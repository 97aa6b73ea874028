#[cfg(test)]
mod test {
    use std::sync::Arc;
    use channel_gating::channel::{GateName, TabulatedChannel, TickInfo};
    use channel_gating::error::GateError;
    use channel_gating::gate::{GateForm, GateKinetics};


    const N_ALPHA: &str = "0.01 * (10.0 - v) / (exp((10.0 - v) / 10.0) - 1.0)";
    const N_BETA: &str = "0.125 * exp(-v / 80.0)";

    fn configured_channel() -> TabulatedChannel {
        let mut channel = TabulatedChannel::new();
        channel.set_gbar(36.0);
        channel.set_power(GateName::X, 4).unwrap();

        let gate = channel.gate(GateName::X).unwrap();
        let mut gate = gate.write();
        gate.set_min(channel.id(), -30.0).unwrap();
        gate.set_max(channel.id(), 120.0).unwrap();
        gate.set_divs(channel.id(), 150).unwrap();
        gate.set_alpha_expr(channel.id(), N_ALPHA).unwrap();
        gate.set_beta_expr(channel.id(), N_BETA).unwrap();
        gate.fill_tables().unwrap();
        drop(gate);

        channel
    }

    // everything observable about the gate, for bit identical comparisons
    fn snapshot(channel: &TabulatedChannel) -> (Vec<f64>, Vec<f64>, f64, f64, usize, GateForm, Option<String>, Option<String>) {
        let gate = channel.gate(GateName::X).unwrap();
        let gate = gate.read();
        (
            gate.table_a().to_vec(),
            gate.table_b().to_vec(),
            gate.min(),
            gate.max(),
            gate.divs(),
            gate.form(),
            gate.alpha_expr().map(String::from),
            gate.beta_expr().map(String::from),
        )
    }

    #[test]
    fn test_copy_shares_the_original_tables() {
        let channel = configured_channel();
        let copy = channel.clone();

        let original_gate = channel.gate(GateName::X).unwrap();
        let copied_gate = copy.gate(GateName::X).unwrap();
        assert!(Arc::ptr_eq(&original_gate, &copied_gate));

        // lookups through both see the same values
        let through_original = original_gate.read().lookup_both(20.0).unwrap();
        let through_copy = copied_gate.read().lookup_both(20.0).unwrap();
        assert_eq!(through_original, through_copy);
    }

    #[test]
    fn test_mutation_through_copy_is_refused_bit_identically() {
        let channel = configured_channel();
        let copy = channel.clone();
        let before = snapshot(&channel);

        let gate = copy.gate(GateName::X).unwrap();

        assert!(matches!(
            gate.write().set_alpha_expr(copy.id(), "1.0"),
            Err(GateError::NotOriginal(_))
        ));
        assert!(gate.write().set_divs(copy.id(), 10).is_err());
        assert!(gate.write().set_min(copy.id(), -50.0).is_err());
        assert!(gate.write().set_max(copy.id(), 80.0).is_err());
        assert!(gate.write().set_table_a(copy.id(), vec![1.0, 2.0]).is_err());
        assert!(gate.write().set_use_interpolation(copy.id(), true).is_err());
        assert!(gate
            .write()
            .setup_alpha(copy.id(), &[
                0.1, -0.01, -1.0, -10.0, -10.0,
                0.125, 0.0, 0.0, 0.0, 80.0,
                150.0, -30.0, 120.0,
            ])
            .is_err());

        assert_eq!(snapshot(&channel), before);
        assert_eq!(snapshot(&copy), before);
    }

    #[test]
    fn test_mutation_through_original_is_visible_through_copy() {
        let channel = configured_channel();
        let copy = channel.clone();

        let gate = channel.gate(GateName::X).unwrap();
        gate.write().set_beta_expr(channel.id(), "0.25 * exp(-v / 80.0)").unwrap();
        gate.write().fill_tables().unwrap();

        let copied_gate = copy.gate(GateName::X).unwrap();
        assert_eq!(
            copied_gate.read().beta_expr(),
            Some("0.25 * exp(-v / 80.0)")
        );
        assert_eq!(snapshot(&channel), snapshot(&copy));
    }

    #[test]
    fn test_copy_cannot_destroy_or_reallocate_gates() {
        let channel = configured_channel();
        let mut copy = channel.clone();

        // dropping the power to zero through the copy is refused
        assert!(copy.set_power(GateName::X, 0).is_err());
        assert!(copy.gate(GateName::X).is_some());
        assert_eq!(copy.power(GateName::X), 4);

        // and so is changing it while a shared gate is attached
        assert!(copy.set_power(GateName::X, 2).is_err());
        assert_eq!(copy.power(GateName::X), 4);
    }

    #[test]
    fn test_copy_steps_independently() {
        let channel = configured_channel();
        let mut original = channel;
        let mut copy = original.clone();

        let tick = TickInfo { time: 0.0, dt: 0.01 };
        original.handle_vm(0.0);
        copy.handle_vm(0.0);
        original.reinit(&tick).unwrap();
        copy.reinit(&tick).unwrap();

        // drive only the copy, the original's state is untouched
        copy.handle_vm(40.0);
        for _ in 0..100 {
            copy.process(&tick).unwrap();
        }

        assert!(copy.state(GateName::X) > original.state(GateName::X));
        assert_eq!(
            snapshot(&original).0,
            snapshot(&copy).0,
        );
    }
}
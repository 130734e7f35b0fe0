//! ClientRegistry - SDK clients shared by every adapter of a provider
//!
//! Built once when the provider is configured and passed by reference to the
//! adapters, which look clients up by type.

use std::any::{Any, TypeId, type_name};
use std::collections::HashMap;
use std::sync::Arc;

use crate::error::{LifecycleError, LifecycleResult};

#[derive(Clone, Default)]
pub struct ClientRegistry {
    clients: HashMap<TypeId, Arc<dyn Any + Send + Sync>>,
}

impl ClientRegistry {
    pub fn builder() -> ClientRegistryBuilder {
        ClientRegistryBuilder::default()
    }

    /// Client of type `C`, or a configuration error when none was registered
    pub fn get<C>(&self) -> LifecycleResult<Arc<C>>
    where
        C: Any + Send + Sync,
    {
        self.clients
            .get(&TypeId::of::<C>())
            .cloned()
            .and_then(|client| client.downcast::<C>().ok())
            .ok_or_else(|| {
                LifecycleError::config(format!("no client registered for {}", type_name::<C>()))
            })
    }

    pub fn contains<C: Any>(&self) -> bool {
        self.clients.contains_key(&TypeId::of::<C>())
    }

    pub fn len(&self) -> usize {
        self.clients.len()
    }

    pub fn is_empty(&self) -> bool {
        self.clients.is_empty()
    }
}

impl std::fmt::Debug for ClientRegistry {
    fn fmt(&self, f: &mut std::fmt::Formatter<'_>) -> std::fmt::Result {
        f.debug_struct("ClientRegistry")
            .field("clients", &self.clients.len())
            .finish()
    }
}

#[derive(Default)]
pub struct ClientRegistryBuilder {
    clients: HashMap<TypeId, Arc<dyn Any + Send + Sync>>,
}

impl ClientRegistryBuilder {
    /// Register `client`; a later registration of the same type replaces it
    pub fn with<C>(mut self, client: C) -> Self
    where
        C: Any + Send + Sync,
    {
        self.clients.insert(TypeId::of::<C>(), Arc::new(client));
        self
    }

    pub fn with_shared<C>(mut self, client: Arc<C>) -> Self
    where
        C: Any + Send + Sync,
    {
        self.clients.insert(TypeId::of::<C>(), client);
        self
    }

    pub fn build(self) -> ClientRegistry {
        ClientRegistry {
            clients: self.clients,
        }
    }
}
+===+
• **TASK OBJECTIVE**:
All entries should be transcribed verbatim.

• **OUTPUT OF THE TASK**:
repository 97aa6b73ea874028
#[cfg(test)]
mod test {
    use std::sync::Arc;
    use channel_gating::channel::{GateName, TabulatedChannel, TickInfo};
    use channel_gating::error::GateError;
    use channel_gating::gate::{GateForm, GateKinetics};


    const N_ALPHA: &str = "0.01 * (10.0 - v) / (exp((10.0 - v) / 10.0) - 1.0)";
    const N_BETA: &str = "0.125 * exp(-v / 80.0)";

    fn configured_channel() -> TabulatedChannel {
        let mut channel = TabulatedChannel::new();
        channel.set_gbar(36.0);
        channel.set_power(GateName::X, 4).unwrap();

        let gate = channel.gate(GateName::X).unwrap();
        let mut gate = gate.write();
        gate.set_min(channel.id(), -30.0).unwrap();
        gate.set_max(channel.id(), 120.0).unwrap();
        gate.set_divs(channel.id(), 150).unwrap();
        gate.set_alpha_expr(channel.id(), N_ALPHA).unwrap();
        gate.set_beta_expr(channel.id(), N_BETA).unwrap();
        gate.fill_tables().unwrap();
        drop(gate);

        channel
    }

    // everything observable about the gate, for bit identical comparisons
    fn snapshot(channel: &TabulatedChannel) -> (Vec<f64>, Vec<f64>, f64, f64, usize, GateForm, Option<String>, Option<String>) {
        let gate = channel.gate(GateName::X).unwrap();
        let gate = gate.read();
        (
            gate.table_a().to_vec(),
            gate.table_b().to_vec(),
            gate.min(),
            gate.max(),
            gate.divs(),
            gate.form(),
            gate.alpha_expr().map(String::from),
            gate.beta_expr().map(String::from),
        )
    }

    #[test]
    fn test_copy_shares_the_original_tables() {
        let channel = configured_channel();
        let copy = channel.clone();

        let original_gate = channel.gate(GateName::X).unwrap();
        let copied_gate = copy.gate(GateName::X).unwrap();
        assert!(Arc::ptr_eq(&original_gate, &copied_gate));

        // lookups through both see the same values
        let through_original = original_gate.read().lookup_both(20.0).unwrap();
        let through_copy = copied_gate.read().lookup_both(20.0).unwrap();
        assert_eq!(through_original, through_copy);
    }

    #[test]
    fn test_mutation_through_copy_is_refused_bit_identically() {
        let channel = configured_channel();
        let copy = channel.clone();
        let before = snapshot(&channel);

        let gate = copy.gate(GateName::X).unwrap();

        assert!(matches!(
            gate.write().set_alpha_expr(copy.id(), "1.0"),
            Err(GateError::NotOriginal(_))
        ));
        assert!(gate.write().set_divs(copy.id(), 10).is_err());
        assert!(gate.write().set_min(copy.id(), -50.0).is_err());
        assert!(gate.write().set_max(copy.id(), 80.0).is_err());
        assert!(gate.write().set_table_a(copy.id(), vec![1.0, 2.0]).is_err());
        assert!(gate.write().set_use_interpolation(copy.id(), true).is_err());
        assert!(gate
            .write()
            .setup_alpha(copy.id(), &[
                0.1, -0.01, -1.0, -10.0, -10.0,
                0.125, 0.0, 0.0, 0.0, 80.0,
                150.0, -30.0, 120.0,
            ])
            .is_err());

        assert_eq!(snapshot(&channel), before);
        assert_eq!(snapshot(&copy), before);
    }

    #[test]
    fn test_mutation_through_original_is_visible_through_copy() {
        let channel = configured_channel();
        let copy = channel.clone();

        let gate = channel.gate(GateName::X).unwrap();
        gate.write().set_beta_expr(channel.id(), "0.25 * exp(-v / 80.0)").unwrap();
        gate.write().fill_tables().unwrap();

        let copied_gate = copy.gate(GateName::X).unwrap();
        assert_eq!(
            copied_gate.read().beta_expr(),
            Some("0.25 * exp(-v / 80.0)")
        );
        assert_eq!(snapshot(&channel), snapshot(&copy));
    }

    #[test]
    fn test_copy_cannot_destroy_or_reallocate_gates() {
        let channel = configured_channel();
        let mut copy = channel.clone();

        // dropping the power to zero through the copy is refused
        assert!(copy.set_power(GateName::X, 0).is_err());
        assert!(copy.gate(GateName::X).is_some());
        assert_eq!(copy.power(GateName::X), 4);

        // and so is changing it while a shared gate is attached
        assert!(copy.set_power(GateName::X, 2).is_err());
        assert_eq!(copy.power(GateName::X), 4);
    }

    #[test]
    fn test_copy_steps_independently() {
        let channel = configured_channel();
        let mut original = channel;
        let mut copy = original.clone();

        let tick = TickInfo { time: 0.0, dt: 0.01 };
        original.handle_vm(0.0);
        copy.handle_vm(0.0);
        original.reinit(&tick).unwrap();
        copy.reinit(&tick).unwrap();

        // drive only the copy, the original's state is untouched
        copy.handle_vm(40.0);
        for _ in 0..100 {
            copy.process(&tick).unwrap();
        }

        assert!(copy.state(GateName::X) > original.state(GateName::X));
        assert_eq!(
            snapshot(&original).0,
            snapshot(&copy).0,
        );
    }
}
repository 130734e7f35b0fe0
//! ClientRegistry - SDK clients shared by every adapter of a provider
//!
//! Built once when the provider is configured and passed by reference to the
//! adapters, which look clients up by type.

use std::any::{Any, TypeId, type_name};
use std::collections::HashMap;
use std::sync::Arc;

use crate::error::{LifecycleError, LifecycleResult};

#[derive(Clone, Default)]
pub struct ClientRegistry {
    clients: HashMap<TypeId, Arc<dyn Any + Send + Sync>>,
}

impl ClientRegistry {
    pub fn builder() -> ClientRegistryBuilder {
        ClientRegistryBuilder::default()
    }

    /// Client of type `C`, or a configuration error when none was registered
    pub fn get<C>(&self) -> LifecycleResult<Arc<C>>
    where
        C: Any + Send + Sync,
    {
        self.clients
            .get(&TypeId::of::<C>())
            .cloned()
            .and_then(|client| client.downcast::<C>().ok())
            .ok_or_else(|| {
                LifecycleError::config(format!("no client registered for {}", type_name::<C>()))
            })
    }

    pub fn contains<C: Any>(&self) -> bool {
        self.clients.contains_key(&TypeId::of::<C>())
    }

    pub fn len(&self) -> usize {
        self.clients.len()
    }

    pub fn is_empty(&self) -> bool {
        self.clients.is_empty()
    }
}

impl std::fmt::Debug for ClientRegistry {
    fn fmt(&self, f: &mut std::fmt::Formatter<'_>) -> std::fmt::Result {
        f.debug_struct("ClientRegistry")
            .field("clients", &self.clients.len())
            .finish()
    }
}

#[derive(Default)]
pub struct ClientRegistryBuilder {
    clients: HashMap<TypeId, Arc<dyn Any + Send + Sync>>,
}

impl ClientRegistryBuilder {
    /// Register `client`; a later registration of the same type replaces it
    pub fn with<C>(mut self, client: C) -> Self
    where
        C: Any + Send + Sync,
    {
        self.clients.insert(TypeId::of::<C>(), Arc::new(client));
        self
    }

    pub fn with_shared<C>(mut self, client: Arc<C>) -> Self
    where
        C: Any + Send + Sync,
    {
        self.clients.insert(TypeId::of::<C>(), client);
        self
    }

    pub fn build(self) -> ClientRegistry {
        ClientRegistry {
            clients: self.clients,
        }
    }
}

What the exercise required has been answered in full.